Pero la vida es un eterno retorno, y los afectos más arraigados en lo profundo de nuestro ser no dejan nunca de atraer como imperceptibles líneas magnéticas. Esta llamada de la tierra volvió a traerme a Poza, pasadas ya casi dos décadas y después de casi extinguido el contacto, y a convertirme en vecino del pueblo, propietario por puro azar de una casa construida sobre un terreno que, cerrando el círculo, había sido un huerto de mis antepasados.
Mi regreso a Poza ha sido el retorno a mis orígenes. Cada piedra, cada fuente, cada curva del camino tiene para mi un nombre. El aire frío de la mañana le es familiar a mis pulmones, y la silueta de los buitres recortando el fondo azul por encima de la Cueva de la Verana dibuja el cielo bajo el que creo siempre haber vivido. Me doy cuenta hasta que extremo sigo siendo aquél niño que con mirada ingenua contemplaba el mundo que por primera vez se desplegaba ante sus ojos.
Desde que mi condición de vecino de Poza ha restituido mis derechos espirituales de propietario de sus calles, sus campos, sus gentes y sus cielos, he sentido la necesidad de devolver todo lo que me ha dado, de contribuir a “hacer Poza” en la medida de mis fuerzas, de no ser un hijo del pueblo estéril o indiferente.
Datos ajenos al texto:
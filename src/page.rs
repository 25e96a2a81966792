use crate::fragment;
use crate::types::{ConversationTurn, Speaker, TaskTriggerRequest};

#[derive(Debug, Clone, PartialEq, Eq)]
enum LogEntry {
    /// A locally appended turn and its append sequence number.
    Turn(u64, ConversationTurn),
    /// Server-rendered conversation markup, installed by a refresh.
    Fragment(String),
}

/// The elements the chat widget reads and writes: the input and date fields,
/// the hidden CSRF value, and the conversation and task-list containers.
#[derive(Debug, Clone)]
pub struct Page {
    input: String,
    input_focused: bool,
    date: Option<String>,
    csrf_token: String,
    conversation: Vec<LogEntry>,
    appended: u64,
    task_list_html: String,
    triggers: Vec<TaskTriggerRequest>,
}

impl Page {
    pub fn new(csrf_token: impl Into<String>) -> Self {
        Self {
            input: String::new(),
            input_focused: true,
            date: None,
            csrf_token: csrf_token.into(),
            conversation: Vec::new(),
            appended: 0,
            task_list_html: String::new(),
            triggers: Vec::new(),
        }
    }

    pub fn input(&self) -> &str {
        &self.input
    }

    pub fn set_input(&mut self, text: impl Into<String>) {
        self.input = text.into();
    }

    pub fn push_input(&mut self, ch: char) {
        self.input.push(ch);
    }

    pub fn pop_input(&mut self) -> Option<char> {
        self.input.pop()
    }

    pub fn take_input(&mut self) -> String {
        std::mem::take(&mut self.input)
    }

    pub fn is_input_focused(&self) -> bool {
        self.input_focused
    }

    pub fn set_input_focused(&mut self, focused: bool) {
        self.input_focused = focused;
    }

    pub fn date(&self) -> Option<&str> {
        self.date.as_deref()
    }

    pub fn set_date(&mut self, value: Option<String>) {
        self.date = value;
    }

    pub fn csrf_token(&self) -> &str {
        &self.csrf_token
    }

    pub fn set_csrf_token(&mut self, token: impl Into<String>) {
        self.csrf_token = token.into();
    }

    pub fn append_turn(&mut self, turn: ConversationTurn) {
        self.appended += 1;
        self.conversation.push(LogEntry::Turn(self.appended, turn));
    }

    /// Number of turns appended so far; a refresh issued now can only
    /// account for turns up to this mark.
    pub fn turn_mark(&self) -> u64 {
        self.appended
    }

    /// Turns appended locally since the last conversation refresh.
    pub fn turns(&self) -> impl Iterator<Item = &ConversationTurn> {
        self.conversation.iter().filter_map(|entry| match entry {
            LogEntry::Turn(_, turn) => Some(turn),
            LogEntry::Fragment(_) => None,
        })
    }

    pub fn replace_conversation(&mut self, html: impl Into<String>) {
        self.replace_conversation_since(html, self.appended);
    }

    /// Installs a server fragment that reflects the log as of `mark`. Turns
    /// appended after the mark are kept, in order, after the fragment.
    pub fn replace_conversation_since(&mut self, html: impl Into<String>, mark: u64) {
        let newer: Vec<LogEntry> = self
            .conversation
            .drain(..)
            .filter(|entry| matches!(entry, LogEntry::Turn(seq, _) if *seq > mark))
            .collect();
        self.conversation = vec![LogEntry::Fragment(html.into())];
        self.conversation.extend(newer);
    }

    pub fn conversation_html(&self) -> String {
        let mut out = String::new();
        for entry in &self.conversation {
            match entry {
                LogEntry::Turn(_, turn) => out.push_str(&render_turn(turn)),
                LogEntry::Fragment(html) => out.push_str(html),
            }
        }
        out
    }

    pub fn replace_task_list(&mut self, html: impl Into<String>) {
        self.task_list_html = html.into();
        self.triggers = fragment::trigger_controls(&self.task_list_html);
    }

    pub fn task_list_html(&self) -> &str {
        &self.task_list_html
    }

    pub fn triggers(&self) -> &[TaskTriggerRequest] {
        &self.triggers
    }
}

pub fn render_turn(turn: &ConversationTurn) -> String {
    let label = fragment::escape(turn.speaker.label());
    let text = fragment::escape(&turn.text);
    match turn.speaker {
        Speaker::Error => format!("<strong class=\"error\">{label}:</strong> {text}<br>"),
        _ => format!("<strong>{label}:</strong> {text}<br>"),
    }
}

#[cfg(test)]
mod tests {
    use super::*;

    #[test]
    fn turns_render_in_append_order() {
        let mut page = Page::new("token");
        page.append_turn(ConversationTurn::user("hello"));
        page.append_turn(ConversationTurn {
            speaker: Speaker::Remote("bot".to_string()),
            text: "hi".to_string(),
        });
        assert_eq!(
            page.conversation_html(),
            "<strong>User:</strong> hello<br><strong>bot:</strong> hi<br>"
        );
    }

    #[test]
    fn turn_text_is_escaped() {
        let html = render_turn(&ConversationTurn::user("<script>alert(1)</script>"));
        assert!(!html.contains("<script>"));
        assert!(html.contains("&lt;script&gt;"));
    }

    #[test]
    fn conversation_refresh_replaces_everything() {
        let mut page = Page::new("token");
        page.append_turn(ConversationTurn::user("one"));
        page.replace_conversation("<p>server</p>");
        page.replace_conversation("<p>server</p>");
        assert_eq!(page.conversation_html(), "<p>server</p>");
        assert_eq!(page.turns().count(), 0);

        page.append_turn(ConversationTurn::user("two"));
        assert_eq!(
            page.conversation_html(),
            "<p>server</p><strong>User:</strong> two<br>"
        );
    }

    #[test]
    fn refresh_keeps_turns_appended_after_its_mark() {
        let mut page = Page::new("token");
        page.append_turn(ConversationTurn::user("before"));
        let mark = page.turn_mark();
        page.append_turn(ConversationTurn::user("after"));

        page.replace_conversation_since("<p>server</p>", mark);
        assert_eq!(
            page.conversation_html(),
            "<p>server</p><strong>User:</strong> after<br>"
        );
        assert_eq!(page.turns().count(), 1);
    }

    #[test]
    fn task_list_refresh_reparses_triggers() {
        let mut page = Page::new("token");
        page.replace_task_list(
            r#"<button class="trigger-task" data-task-name="Cook" data-due-date="2024-01-01">go</button>"#,
        );
        assert_eq!(page.triggers().len(), 1);
        page.replace_task_list("<p>no tasks</p>");
        assert!(page.triggers().is_empty());
        assert_eq!(page.task_list_html(), "<p>no tasks</p>");
    }

    #[test]
    fn take_input_clears_field() {
        let mut page = Page::new("token");
        page.set_input("draft");
        assert_eq!(page.take_input(), "draft");
        assert_eq!(page.input(), "");
    }
}
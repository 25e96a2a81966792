use crate::config::Config;
use crate::error::{ApiError, ApiResult};
use crate::types::{ChatReply, Container, OutgoingMessage, TaskTriggerRequest};
use anyhow::{Context, Result};
use async_trait::async_trait;
use reqwest::cookie::Jar;
use reqwest::header::{HeaderMap, HeaderValue, REFERER};
use reqwest::{Client, Response, Url};
use serde::Serialize;
use std::sync::Arc;

pub const CSRF_HEADER: &str = "X-CSRFToken";

/// The chat service as the widget sees it. State-changing calls take the
/// page's CSRF token; reads take nothing.
#[async_trait]
pub trait ChatBackend: Send + Sync + 'static {
    async fn send_message(
        &self,
        csrf_token: &str,
        message: &OutgoingMessage,
    ) -> ApiResult<ChatReply>;

    async fn fetch_fragment(&self, container: Container) -> ApiResult<String>;

    async fn trigger_task(&self, csrf_token: &str, request: &TaskTriggerRequest)
    -> ApiResult<()>;

    /// The full chat page, used to pick up the CSRF field and cookies.
    async fn fetch_page(&self) -> ApiResult<String>;

    async fn reset_user_data(&self) -> ApiResult<()>;
}

struct Endpoints {
    chat: Url,
    task_list: Url,
    conversation: Url,
    trigger: Url,
    page: Url,
    reset: Url,
}

pub struct HttpBackend {
    client: Client,
    endpoints: Endpoints,
}

impl HttpBackend {
    pub fn new(config: &Config) -> Result<Self> {
        let base_url = config.base_url()?;
        let join = |path: &str| {
            base_url
                .join(path)
                .with_context(|| format!("invalid endpoint path: {path}"))
        };
        let endpoints = Endpoints {
            chat: join(&config.endpoints.chat)?,
            task_list: join(&config.endpoints.task_list)?,
            conversation: join(&config.endpoints.conversation)?,
            trigger: join(&config.endpoints.trigger)?,
            page: join(&config.endpoints.page)?,
            reset: join(&config.endpoints.reset)?,
        };

        let jar = Arc::new(Jar::default());
        if let Some(session_id) = &config.server.session_id {
            jar.add_cookie_str(&format!("sessionid={session_id}"), &base_url);
        }
        let mut headers = HeaderMap::new();
        headers.insert(
            REFERER,
            HeaderValue::from_str(base_url.as_str()).context("base url is not a valid header")?,
        );

        let client = Client::builder()
            .cookie_provider(jar)
            .default_headers(headers)
            .timeout(config.request_timeout())
            .build()
            .context("failed to build http client")?;

        Ok(Self { client, endpoints })
    }

    async fn get(&self, url: &Url) -> ApiResult<Response> {
        tracing::debug!(%url, "GET");
        let response = self
            .client
            .get(url.clone())
            .send()
            .await
            .map_err(|err| ApiError::network(url.path(), err))?;
        check_status(url, response)
    }

    async fn post_json<T: Serialize + ?Sized>(
        &self,
        url: &Url,
        csrf_token: &str,
        body: &T,
    ) -> ApiResult<Response> {
        tracing::debug!(%url, "POST");
        let response = self
            .client
            .post(url.clone())
            .header(CSRF_HEADER, csrf_token)
            .json(body)
            .send()
            .await
            .map_err(|err| ApiError::network(url.path(), err))?;
        check_status(url, response)
    }
}

#[async_trait]
impl ChatBackend for HttpBackend {
    async fn send_message(
        &self,
        csrf_token: &str,
        message: &OutgoingMessage,
    ) -> ApiResult<ChatReply> {
        let url = &self.endpoints.chat;
        let response = self.post_json(url, csrf_token, message).await?;
        let body = response
            .bytes()
            .await
            .map_err(|err| ApiError::network(url.path(), err))?;
        serde_json::from_slice(&body).map_err(|err| ApiError::malformed(url.path(), err))
    }

    async fn fetch_fragment(&self, container: Container) -> ApiResult<String> {
        let url = match container {
            Container::Conversation => &self.endpoints.conversation,
            Container::TaskList => &self.endpoints.task_list,
        };
        read_text(url, self.get(url).await?).await
    }

    async fn trigger_task(
        &self,
        csrf_token: &str,
        request: &TaskTriggerRequest,
    ) -> ApiResult<()> {
        self.post_json(&self.endpoints.trigger, csrf_token, request)
            .await?;
        Ok(())
    }

    async fn fetch_page(&self) -> ApiResult<String> {
        let url = &self.endpoints.page;
        read_text(url, self.get(url).await?).await
    }

    async fn reset_user_data(&self) -> ApiResult<()> {
        self.get(&self.endpoints.reset).await?;
        Ok(())
    }
}

fn check_status(url: &Url, response: Response) -> ApiResult<Response> {
    let status = response.status();
    if !status.is_success() {
        tracing::warn!(%url, %status, "request rejected");
        return Err(ApiError::Server {
            endpoint: url.path().to_string(),
            status: status.as_u16(),
        });
    }
    Ok(response)
}

async fn read_text(url: &Url, response: Response) -> ApiResult<String> {
    response
        .text()
        .await
        .map_err(|err| ApiError::network(url.path(), err))
}
//! Reading the server-rendered HTML the chat service hands back: trigger
//! controls in the task list, the CSRF field on the full page, and plain-text
//! renderings for the terminal.

use crate::types::TaskTriggerRequest;
use scraper::{ElementRef, Html, Selector};

pub const TRIGGER_CLASS: &str = "trigger-task";
pub const CSRF_FIELD: &str = "csrfmiddlewaretoken";

/// Elements that end a line when rendered as text.
const BLOCK_TAGS: &[&str] = &[
    "p", "div", "li", "tr", "ul", "ol", "table", "h1", "h2", "h3", "h4", "h5", "h6",
];

/// Every trigger control in a task-list fragment, in document order.
pub fn trigger_controls(html: &str) -> Vec<TaskTriggerRequest> {
    let fragment = Html::parse_fragment(html);
    let trigger_selector = Selector::parse(&format!("[class~={TRIGGER_CLASS}]")).unwrap();

    let mut out = Vec::new();
    for element in fragment.select(&trigger_selector) {
        let attrs = element.value();
        let (Some(task_name), Some(due_date)) =
            (attrs.attr("data-task-name"), attrs.attr("data-due-date"))
        else {
            tracing::warn!(
                tag = %element.value().name(),
                "trigger control without data-task-name/data-due-date ignored"
            );
            continue;
        };

        out.push(TaskTriggerRequest {
            task_name: task_name.to_string(),
            due_date: due_date.to_string(),
            next_run_time: non_empty(attrs.attr("data-next-run-time")),
            periodic_task_id: non_empty(attrs.attr("data-periodic-task-id")),
        });
    }
    out
}

/// Value of the hidden CSRF input on a full page, if there is one.
pub fn csrf_token(html: &str) -> Option<String> {
    let document = Html::parse_document(html);
    let csrf_selector = Selector::parse(&format!("input[name={CSRF_FIELD}]")).unwrap();
    document
        .select(&csrf_selector)
        .filter_map(|input| input.value().attr("value"))
        .find(|value| !value.is_empty())
        .map(str::to_string)
}

/// Flattens markup to readable lines: `<br>` and block elements end a line,
/// scripts and styles are skipped, blank lines dropped.
pub fn to_text(html: &str) -> String {
    let fragment = Html::parse_fragment(html);
    let mut raw = String::new();
    push_text(fragment.root_element(), &mut raw);
    raw.lines()
        .map(|line| line.split_whitespace().collect::<Vec<_>>().join(" "))
        .filter(|line| !line.is_empty())
        .collect::<Vec<_>>()
        .join("\n")
}

fn push_text(element: ElementRef<'_>, out: &mut String) {
    for child in element.children() {
        if let Some(text) = child.value().as_text() {
            out.push_str(text);
            continue;
        }
        let Some(child) = ElementRef::wrap(child) else {
            continue;
        };
        let name = child.value().name();
        match name {
            "br" => out.push('\n'),
            "script" | "style" => {}
            _ => {
                push_text(child, out);
                if BLOCK_TAGS.contains(&name) {
                    out.push('\n');
                }
            }
        }
    }
}

pub fn escape(text: &str) -> String {
    let mut out = String::with_capacity(text.len());
    for ch in text.chars() {
        match ch {
            '&' => out.push_str("&amp;"),
            '<' => out.push_str("&lt;"),
            '>' => out.push_str("&gt;"),
            '"' => out.push_str("&quot;"),
            '\'' => out.push_str("&#39;"),
            other => out.push(other),
        }
    }
    out
}

fn non_empty(value: Option<&str>) -> Option<String> {
    value
        .filter(|v| !v.trim().is_empty())
        .map(str::to_string)
}

#[cfg(test)]
mod tests {
    use super::*;

    const TASK_LIST: &str = r#"
        <p>Server time: 2024-01-01 08:00:00</p>
        <ul id="task-list">
          <li>Cook dinner
            <button class="btn trigger-task" data-task-name="Cook"
                    data-due-date="2024-01-01" data-next-run-time="2024-01-01T18:00:00"
                    data-periodic-task-id="12">Trigger</button>
          </li>
          <li>Run
            <button class='trigger-task' data-task-name='Run &amp; stretch' data-due-date='2024-01-02'>Trigger</button>
          </li>
          <li><button class="delete" data-task-name="Nope" data-due-date="x">Delete</button></li>
          <li><button class="trigger-task" data-task-name="Broken">Trigger</button></li>
        </ul>"#;

    #[test]
    fn finds_trigger_controls_in_order() {
        let controls = trigger_controls(TASK_LIST);
        assert_eq!(controls.len(), 2);

        assert_eq!(controls[0].task_name, "Cook");
        assert_eq!(controls[0].due_date, "2024-01-01");
        assert_eq!(
            controls[0].next_run_time.as_deref(),
            Some("2024-01-01T18:00:00")
        );
        assert_eq!(controls[0].periodic_task_id.as_deref(), Some("12"));

        assert_eq!(controls[1].task_name, "Run & stretch");
        assert_eq!(controls[1].next_run_time, None);
        assert_eq!(controls[1].periodic_task_id, None);
    }

    #[test]
    fn class_match_is_whole_word() {
        let html = r#"<a class="trigger-task-disabled" data-task-name="A" data-due-date="b">x</a>"#;
        assert!(trigger_controls(html).is_empty());
    }

    #[test]
    fn commented_out_controls_are_not_triggers() {
        let html = r#"<!-- <button class="trigger-task" data-task-name="Old" data-due-date="2023-01-01"> -->
            <button class="trigger-task" data-task-name="New" data-due-date="2024-01-01">go</button>"#;
        let controls = trigger_controls(html);
        assert_eq!(controls.len(), 1);
        assert_eq!(controls[0].task_name, "New");
    }

    #[test]
    fn attribute_values_may_contain_angle_brackets() {
        let html = r#"<button class="trigger-task" data-task-name="a > b" data-due-date="2024-01-01">go</button>"#;
        let controls = trigger_controls(html);
        assert_eq!(controls.len(), 1);
        assert_eq!(controls[0].task_name, "a > b");
    }

    #[test]
    fn entities_are_decoded_once() {
        let html = r#"<button class="trigger-task" data-task-name="&#38;lt;" data-due-date="d">go</button>"#;
        assert_eq!(trigger_controls(html)[0].task_name, "&lt;");
        assert_eq!(to_text("<p>&amp;lt;</p>"), "&lt;");
    }

    #[test]
    fn reads_csrf_token_from_hidden_input() {
        let page = r#"<form id="chatForm"><input type="hidden" name="csrfmiddlewaretoken" value="abc123"><input id="user_input" name="msg"></form>"#;
        assert_eq!(csrf_token(page).as_deref(), Some("abc123"));
        assert_eq!(csrf_token("<form></form>"), None);
    }

    #[test]
    fn text_rendering_keeps_line_structure() {
        let html = "<strong>user:</strong> hi &amp; bye<br><strong>assistant:</strong>  hello&#33;<br>";
        assert_eq!(to_text(html), "user: hi & bye\nassistant: hello!");
    }

    #[test]
    fn text_rendering_skips_scripts() {
        let html = "<div>tasks</div><script>var x = 1;</script><li>Cook</li>";
        assert_eq!(to_text(html), "tasks\nCook");
    }

    #[test]
    fn escaped_text_renders_back_to_the_original() {
        let raw = r#"<b>"Tom" & 'Jerry'</b>"#;
        let escaped = escape(raw);
        assert!(!escaped.contains('<'));
        assert_eq!(to_text(&escaped), raw);
    }
}
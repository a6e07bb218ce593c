// tests/installer_tests.rs
use driverhub::installer::{apply_batch, reboot_required_for, InstallStep, REBOOT_PATTERNS};
use driverhub::task_runner::CancelToken;

fn packages(names: &[&str]) -> Vec<String> {
    names.iter().map(|n| n.to_string()).collect()
}

#[test]
fn batch_continues_after_a_single_failure() {
    let pkgs = packages(&["mesa-vulkan-drivers", "nvidia-driver-535", "linux-firmware"]);
    let cancel = CancelToken::new();

    let outcomes = apply_batch(&pkgs, REBOOT_PATTERNS, &cancel, |pkg| {
        if pkg == "nvidia-driver-535" {
            InstallStep::Failed("`apt install` exited with code 100".into())
        } else {
            InstallStep::Ok
        }
    });

    assert_eq!(outcomes.len(), 3);
    assert!(outcomes[0].succeeded);
    assert!(!outcomes[1].succeeded);
    assert!(outcomes[2].succeeded);
    assert_eq!(
        outcomes[1].error_message.as_deref(),
        Some("`apt install` exited with code 100")
    );
}

#[test]
fn auth_denial_fails_all_pending_packages() {
    let pkgs = packages(&["a-driver", "b-driver", "c-driver"]);
    let cancel = CancelToken::new();
    let mut invocations = 0;

    let outcomes = apply_batch(&pkgs, REBOOT_PATTERNS, &cancel, |_| {
        invocations += 1;
        InstallStep::AuthDenied
    });

    // Only the first install is attempted; the rest are reported failed
    // without another authentication prompt.
    assert_eq!(invocations, 1);
    assert_eq!(outcomes.len(), 3);
    assert!(outcomes.iter().all(|o| !o.succeeded));
}

#[test]
fn cancelled_batch_attempts_nothing_further() {
    let pkgs = packages(&["a-driver", "b-driver"]);
    let cancel = CancelToken::new();
    cancel.cancel();
    let mut invocations = 0;

    let outcomes = apply_batch(&pkgs, REBOOT_PATTERNS, &cancel, |_| {
        invocations += 1;
        InstallStep::Ok
    });

    assert_eq!(invocations, 0);
    assert!(outcomes.is_empty());
}

#[test]
fn kernel_packages_require_reboot() {
    assert!(reboot_required_for("linux-image-6.1.0-18-amd64", REBOOT_PATTERNS));
    assert!(reboot_required_for("linux-modules-extra-6.1.0-18", REBOOT_PATTERNS));
    assert!(reboot_required_for("linux-firmware", REBOOT_PATTERNS));
    assert!(reboot_required_for("intel-microcode", REBOOT_PATTERNS));
    assert!(!reboot_required_for("nvidia-driver-535", REBOOT_PATTERNS));
    assert!(!reboot_required_for("mesa-vulkan-drivers", REBOOT_PATTERNS));
}

#[test]
fn reboot_patterns_are_configurable() {
    let custom = &["nvidia"];
    assert!(reboot_required_for("nvidia-driver-535", custom));
    assert!(!reboot_required_for("linux-image-6.1.0-18-amd64", custom));
}

#[test]
fn kernel_outcome_carries_reboot_flag() {
    let pkgs = packages(&["linux-image-6.1.0-18-amd64", "nvidia-driver-535"]);
    let cancel = CancelToken::new();

    let outcomes = apply_batch(&pkgs, REBOOT_PATTERNS, &cancel, |_| InstallStep::Ok);

    assert!(outcomes[0].reboot_required);
    assert!(!outcomes[1].reboot_required);
}

#[test]
fn update_all_for_single_driver_entry() {
    // Scan found nvidia-driver-535 535.1 -> 535.2; Update All installs it.
    let pkgs = packages(&["nvidia-driver-535"]);
    let cancel = CancelToken::new();

    let outcomes = apply_batch(&pkgs, REBOOT_PATTERNS, &cancel, |_| InstallStep::Ok);

    assert_eq!(outcomes.len(), 1);
    assert!(outcomes[0].succeeded);
    assert!(!outcomes[0].reboot_required);
    assert_eq!(outcomes[0].error_message, None);
}
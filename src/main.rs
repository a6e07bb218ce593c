// src/main.rs

use driverhub::about::AboutWindow;
use driverhub::detector;
use driverhub::installer;
use driverhub::model::{ScanError, TaskOutcome};
use driverhub::results_page::ResultsPage;
use driverhub::task_runner::{ProgressNote, TaskCompletion, TaskRunner};
use gtk::gdk::Display;
use gtk::prelude::*;
use gtk::{
    Application, ApplicationWindow, Box as GtkBox, Button, ButtonsType, CssProvider, HeaderBar,
    Label, MessageDialog, MessageType, Orientation, ProgressBar, ScrolledWindow, Stack,
    StackTransitionType, TextBuffer, TextView,
};
use std::rc::Rc;
use std::time::Duration;

const APP_ID: &str = "org.driverhub.Driverhub";

fn load_css() {
    let provider = CssProvider::new();
    provider.load_from_data(
        "
        .header-button {
            padding: 8px 16px;
            margin: 4px;
            border-radius: 8px;
            font-weight: bold;
        }

        .refresh-button {
            background: linear-gradient(135deg, #4CAF50, #45a049);
            color: white;
        }

        .select-button {
            background: linear-gradient(135deg, #2196F3, #1976D2);
            color: white;
        }

        .install-button {
            background: linear-gradient(135deg, #FF9800, #F57C00);
            color: white;
        }

        .scan-button {
            background: linear-gradient(135deg, #2ecc71, #27ae60);
            color: white;
            font-size: 20px;
            font-weight: bold;
            border-radius: 60px;
            padding: 30px 60px;
        }

        .scan-button.scanning {
            background: linear-gradient(135deg, #e67e22, #d35400);
        }

        .banner {
            border-radius: 8px;
            padding: 10px 14px;
            margin: 4px;
            font-weight: bold;
        }

        .banner-ok { background-color: rgba(46, 204, 113, 0.15); color: #27ae60; }
        .banner-info { background-color: rgba(52, 152, 219, 0.15); color: #2980b9; }
        .banner-warn { background-color: rgba(230, 126, 34, 0.15); color: #d35400; }
        .banner-error { background-color: rgba(231, 76, 60, 0.15); color: #c0392b; }

        .package-row {
            padding: 8px;
            border-bottom: 1px solid #e0e0e0;
        }

        .package-row:hover {
            background-color: #f5f5f5;
        }

        .package-name {
            font-weight: bold;
            font-size: 14px;
        }

        .version-info {
            font-family: monospace;
            font-size: 12px;
            color: #666;
        }

        .recommended {
            color: #1a7f37;
            font-size: 12px;
        }

        .log-view {
            font-family: monospace;
            font-size: 12px;
        }
        ",
    );

    gtk::style_context_add_provider_for_display(
        &Display::default().expect("Could not connect to a display."),
        &provider,
        gtk::STYLE_PROVIDER_PRIORITY_APPLICATION,
    );
}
A estos sentimientos responde el móvil íntimo que me puso a hacer este blog. Con él he buscado ayudar, en la medida de mis posibilidades, a que Poza y los pozanos se conozcan más a si mismos, porque sólo lo que se conoce se puede amar.

Con todas sus limitaciones, de las que soy muy consciente, pongo este escaparate a disposición de los internautas, como una muestra de esa devoción por Poza y por la historia de nuestra patria que necesito compartir, porque siempre he creído que los amores genuinos, como la verdad, son por su propia naturaleza comunicativos.

[1] El comentario se refiere al libro de D. Feliciano Martínez Archanda “Poza de la Sal y los pozanos en la Historia de España”, el libro sobre Poza por antonomasia.